Abzug der pauschalen Abgeltungen bei Überwälzung der Kosten an Verursacher
Bei den pauschalen Abgeltungen nach Art. 32ebis Abs. 8 muss sichergestellt werden, dass diese von den Kosten abgezogen werden, welche der Kanton den Verursachern für seinen administrativen Aufwand in Rechnung stellt.

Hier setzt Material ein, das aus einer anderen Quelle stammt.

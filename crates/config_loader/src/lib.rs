//! # Config Loader
//!
//! Configuration loading and parsing module.
//!
//! Responsibilities:
//! - Parse TOML/JSON adapter configuration files
//! - Validate sink references, rule templates and broker settings
//! - Generate `AdapterBlueprint`
//!
//! # Example
//!
//! ```no_run
//! use config_loader::ConfigLoader;
//! use std::path::Path;
//!
//! let blueprint = ConfigLoader::load_from_path(Path::new("adapter.toml")).unwrap();
//! println!("Adapter: {}", blueprint.adapter.name);
//! ```

mod parser;
mod validator;

pub use contracts::AdapterBlueprint;
pub use parser::ConfigFormat;

use contracts::ContractError;
use std::path::Path;

/// Configuration loader
///
/// Provides static methods to load configuration from files or strings.
pub struct ConfigLoader;

impl ConfigLoader {
    /// Load configuration from file path
    ///
    /// Automatically detects format from file extension (.toml / .json).
    ///
    /// # Errors
    /// - File read failure
    /// - Unsupported format
    /// - Parse failure
    /// - Validation failure
    pub fn load_from_path(path: &Path) -> Result<AdapterBlueprint, ContractError> {
        let format = Self::detect_format(path)?;
        let content = Self::read_file(path)?;
        Self::load_from_str(&content, format)
    }

    /// Load configuration from string
    ///
    /// # Errors
    /// - Parse failure
    /// - Validation failure
    pub fn load_from_str(
        content: &str,
        format: ConfigFormat,
    ) -> Result<AdapterBlueprint, ContractError> {
        let blueprint = parser::parse(content, format)?;
        validator::validate(&blueprint)?;
        Ok(blueprint)
    }

    /// Validate a blueprint built in code
    pub fn validate(blueprint: &AdapterBlueprint) -> Result<(), ContractError> {
        validator::validate(blueprint)
    }

    /// Serialize AdapterBlueprint to TOML string
    pub fn to_toml(blueprint: &AdapterBlueprint) -> Result<String, ContractError> {
        toml::to_string_pretty(blueprint)
            .map_err(|e| ContractError::config_parse(format!("TOML serialize error: {e}")))
    }

    /// Serialize AdapterBlueprint to JSON string
    pub fn to_json(blueprint: &AdapterBlueprint) -> Result<String, ContractError> {
        serde_json::to_string_pretty(blueprint)
            .map_err(|e| ContractError::config_parse(format!("JSON serialize error: {e}")))
    }
}

impl ConfigLoader {
    /// Infer configuration format from file extension
    fn detect_format(path: &Path) -> Result<ConfigFormat, ContractError> {
        let ext = path.extension().and_then(|e| e.to_str()).ok_or_else(|| {
            ContractError::config_parse("cannot determine file format from extension")
        })?;

        ConfigFormat::from_extension(ext).ok_or_else(|| {
            ContractError::config_parse(format!("unsupported config format: .{ext}"))
        })
    }

    /// Read configuration file content
    fn read_file(path: &Path) -> Result<String, ContractError> {
        Ok(std::fs::read_to_string(path)?)
    }
}
//! 配置校验模块
//!
//! 校验规则：
//! - 字段级约束 (`validator` derive: 名称非空, partitions >= 1, queue_capacity >= 1)
//! - sink 名称唯一
//! - output_sink / failure_sink 引用的 sink 存在
//! - 所有解析规则可编译 (模板语法)
//! - send_timeout_ms 与 send_timeout 互斥
//! - kafka broker 需要 bootstrap_servers

use std::collections::HashSet;

use contracts::{AdapterBlueprint, BrokerKind, ContractError, RuleConfig};
use validator::{Validate, ValidationErrors, ValidationErrorsKind};

/// 校验 AdapterBlueprint 配置
///
/// 返回第一个遇到的错误，或 Ok(())。
pub fn validate(blueprint: &AdapterBlueprint) -> Result<(), ContractError> {
    validate_fields(blueprint)?;
    validate_sink_names(blueprint)?;
    validate_sink_references(blueprint)?;
    validate_rules(blueprint)?;
    validate_send_timeout(blueprint)?;
    validate_broker(blueprint)?;
    Ok(())
}

/// 字段级约束
fn validate_fields(blueprint: &AdapterBlueprint) -> Result<(), ContractError> {
    blueprint.validate().map_err(|errors| {
        let (field, message) = first_error(&errors);
        ContractError::config_validation(field, message)
    })
}

/// 取第一条字段错误 (路径, 描述)
fn first_error(errors: &ValidationErrors) -> (String, String) {
    let mut flat = Vec::new();
    flatten(errors, "", &mut flat);
    flat.sort();
    flat.into_iter()
        .next()
        .unwrap_or_else(|| ("blueprint".to_string(), errors.to_string()))
}

/// 展开嵌套错误为 `adapter.name` / `sinks[0].name` 形式的路径
fn flatten(errors: &ValidationErrors, prefix: &str, out: &mut Vec<(String, String)>) {
    for (field, kind) in errors.errors() {
        let path = if prefix.is_empty() {
            field.to_string()
        } else {
            format!("{prefix}.{field}")
        };
        match kind {
            ValidationErrorsKind::Field(errs) => {
                for err in errs {
                    let message = err
                        .message
                        .as_ref()
                        .map(|m| m.to_string())
                        .unwrap_or_else(|| err.code.to_string());
                    out.push((path.clone(), message));
                }
            }
            ValidationErrorsKind::Struct(nested) => flatten(nested, &path, out),
            ValidationErrorsKind::List(items) => {
                for (idx, nested) in items {
                    flatten(nested, &format!("{path}[{idx}]"), out);
                }
            }
        }
    }
}

/// 校验 sink 名称唯一性
fn validate_sink_names(blueprint: &AdapterBlueprint) -> Result<(), ContractError> {
    let mut seen = HashSet::new();
    for (idx, sink) in blueprint.sinks.iter().enumerate() {
        if !seen.insert(sink.name.as_str()) {
            return Err(ContractError::config_validation(
                format!("sinks[{idx}].name"),
                format!("duplicate sink name '{}'", sink.name),
            ));
        }
    }
    Ok(())
}

/// 校验输出通道引用
fn validate_sink_references(blueprint: &AdapterBlueprint) -> Result<(), ContractError> {
    let names: HashSet<_> = blueprint.sinks.iter().map(|s| s.name.as_str()).collect();
    let references = [
        ("adapter.output_sink", &blueprint.adapter.output_sink),
        ("adapter.failure_sink", &blueprint.adapter.failure_sink),
    ];

    for (field, reference) in references {
        if let Some(name) = reference {
            if !names.contains(name.as_str()) {
                return Err(ContractError::config_validation(
                    field,
                    format!("sink '{name}' is not defined in [[sinks]]"),
                ));
            }
        }
    }
    Ok(())
}

/// 校验解析规则可编译
fn validate_rules(blueprint: &AdapterBlueprint) -> Result<(), ContractError> {
    let adapter = &blueprint.adapter;
    let rules: [(&str, &Option<RuleConfig>); 5] = [
        ("adapter.topic", &adapter.topic),
        ("adapter.partition", &adapter.partition),
        ("adapter.key", &adapter.key),
        ("adapter.timestamp", &adapter.timestamp),
        ("adapter.send_timeout", &adapter.send_timeout),
    ];

    for (field, rule) in rules {
        if let Some(rule) = rule {
            rule.to_rule()
                .map_err(|e| ContractError::config_validation(field, e.to_string()))?;
        }
    }

    // 静态 topic 不能为空
    if let Some(RuleConfig::Static(value)) = &adapter.topic {
        let blank = value.is_null() || value.as_str().is_some_and(|s| s.trim().is_empty());
        if blank {
            return Err(ContractError::config_validation(
                "adapter.topic",
                "static topic cannot be empty",
            ));
        }
    }
    Ok(())
}

/// 校验发送超时配置
fn validate_send_timeout(blueprint: &AdapterBlueprint) -> Result<(), ContractError> {
    let adapter = &blueprint.adapter;
    if adapter.send_timeout_ms.is_some() && adapter.send_timeout.is_some() {
        return Err(ContractError::config_validation(
            "adapter.send_timeout",
            "send_timeout_ms and send_timeout are mutually exclusive",
        ));
    }
    Ok(())
}

/// 校验 Broker 配置
fn validate_broker(blueprint: &AdapterBlueprint) -> Result<(), ContractError> {
    let broker = &blueprint.broker;
    if broker.kind == BrokerKind::Kafka
        && broker
            .bootstrap_servers
            .as_deref()
            .is_none_or(|s| s.trim().is_empty())
    {
        return Err(ContractError::config_validation(
            "broker.bootstrap_servers",
            "bootstrap_servers is required for kafka brokers",
        ));
    }
    Ok(())
}

#[cfg(test)]
mod tests {
    use super::*;
    use contracts::{
        AdapterConfig, BrokerConfig, ConfigVersion, HeaderMappingConfig, SinkConfig, SinkType,
    };
    use serde_json::json;
    use std::collections::HashMap;

    fn minimal_blueprint() -> AdapterBlueprint {
        AdapterBlueprint {
            version: ConfigVersion::V1,
            adapter: AdapterConfig {
                name: "orders-out".into(),
                sync: false,
                send_timeout_ms: None,
                send_timeout: None,
                topic: Some(RuleConfig::Static(json!("orders"))),
                partition: None,
                key: None,
                timestamp: None,
                output_sink: Some("log".into()),
                failure_sink: None,
            },
            header_mapping: HeaderMappingConfig::default(),
            broker: BrokerConfig::default(),
            sinks: vec![SinkConfig {
                name: "log".into(),
                sink_type: SinkType::Log,
                queue_capacity: 10,
                params: HashMap::new(),
            }],
        }
    }

    #[test]
    fn test_valid_blueprint() {
        assert!(validate(&minimal_blueprint()).is_ok());
    }

    #[test]
    fn test_empty_adapter_name() {
        let mut bp = minimal_blueprint();
        bp.adapter.name.clear();
        let err = validate(&bp).unwrap_err();
        assert!(err.to_string().contains("adapter name cannot be empty"));
        assert!(err.to_string().contains("adapter.name"));
    }

    #[test]
    fn test_zero_partitions() {
        let mut bp = minimal_blueprint();
        bp.broker.partitions = 0;
        assert!(validate(&bp).is_err());

        let mut bp = minimal_blueprint();
        bp.sinks[0].queue_capacity = 0;
        let err = validate(&bp).unwrap_err();
        assert!(err.to_string().contains("sinks[0].queue_capacity"));
    }

    #[test]
    fn test_duplicate_sink_name() {
        let mut bp = minimal_blueprint();
        bp.sinks.push(bp.sinks[0].clone());
        let err = validate(&bp).unwrap_err();
        assert!(err.to_string().contains("duplicate"));
    }

    #[test]
    fn test_unknown_failure_sink() {
        let mut bp = minimal_blueprint();
        bp.adapter.failure_sink = Some("errors".into());
        let err = validate(&bp).unwrap_err();
        assert!(err.to_string().contains("adapter.failure_sink"));
    }

    #[test]
    fn test_bad_template() {
        let mut bp = minimal_blueprint();
        bp.adapter.key = Some(RuleConfig::Template("${unclosed".into()));
        let err = validate(&bp).unwrap_err();
        assert!(err.to_string().contains("adapter.key"));
    }

    #[test]
    fn test_blank_static_topic() {
        let mut bp = minimal_blueprint();
        bp.adapter.topic = Some(RuleConfig::Static(json!("  ")));
        assert!(validate(&bp).is_err());
    }

    #[test]
    fn test_timeout_settings_exclusive() {
        let mut bp = minimal_blueprint();
        bp.adapter.send_timeout_ms = Some(100);
        bp.adapter.send_timeout = Some(RuleConfig::Metadata("deadline".into()));
        let err = validate(&bp).unwrap_err();
        assert!(err.to_string().contains("mutually exclusive"));
    }

    #[test]
    fn test_kafka_requires_servers() {
        let mut bp = minimal_blueprint();
        bp.broker.kind = BrokerKind::Kafka;
        assert!(validate(&bp).is_err());

        bp.broker.bootstrap_servers = Some("localhost:9092".into());
        assert!(validate(&bp).is_ok());
    }
}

Zweckgemässe Verwendung der pauschalen Abgeltung
Bei den pauschalen Abgeltungen nach Art. 32ebis Abs. 8 handelt es sich um Subventionen des Bundes an die Kantone. Es muss sichergestellt werden, dass diese ausschliesslich zur Administration der Altlastenbereinigung und nicht zweckfremd verwendet werden.

Fazit

Die umfassende Vorlage zur Teilrevision des USG ist in ihrer Gesamtheit als positiv zu bewerten. Sie setzt wichtige Anliegen in verschiedenen Bereichen um. Jedoch besteht beim Lärm und bei den Altlasten noch Anpassungsbedarf. So ist der Lärmschutz weiterhin zu ausgeprägt, um eine wirkliche Siedlungsentwicklung nach innen zu erlauben. Dies insbesondere aufgrund der starren Vorschrift betreffend die Aussenräume. Es ist ausserdem sicherzustellen, dass benachbarte Industriebetriebe durch die verdichtete Bauweise der Wohnungen nicht benachteiligt werden – etwa dadurch, dass Sie aufgrund der erhöhten Personendichte ein grösseres Störfallrisiko tragen müssen. Im Bereich der Altlasten muss gewährleistet werden, dass die pauschalen Abgeltungen an die Kantone nicht zweckfremd eingesetzt werden und die damit abgegoltenen administrativen Aufgaben nicht zusätzlich den Verursachern in Rechnung gestellt werden.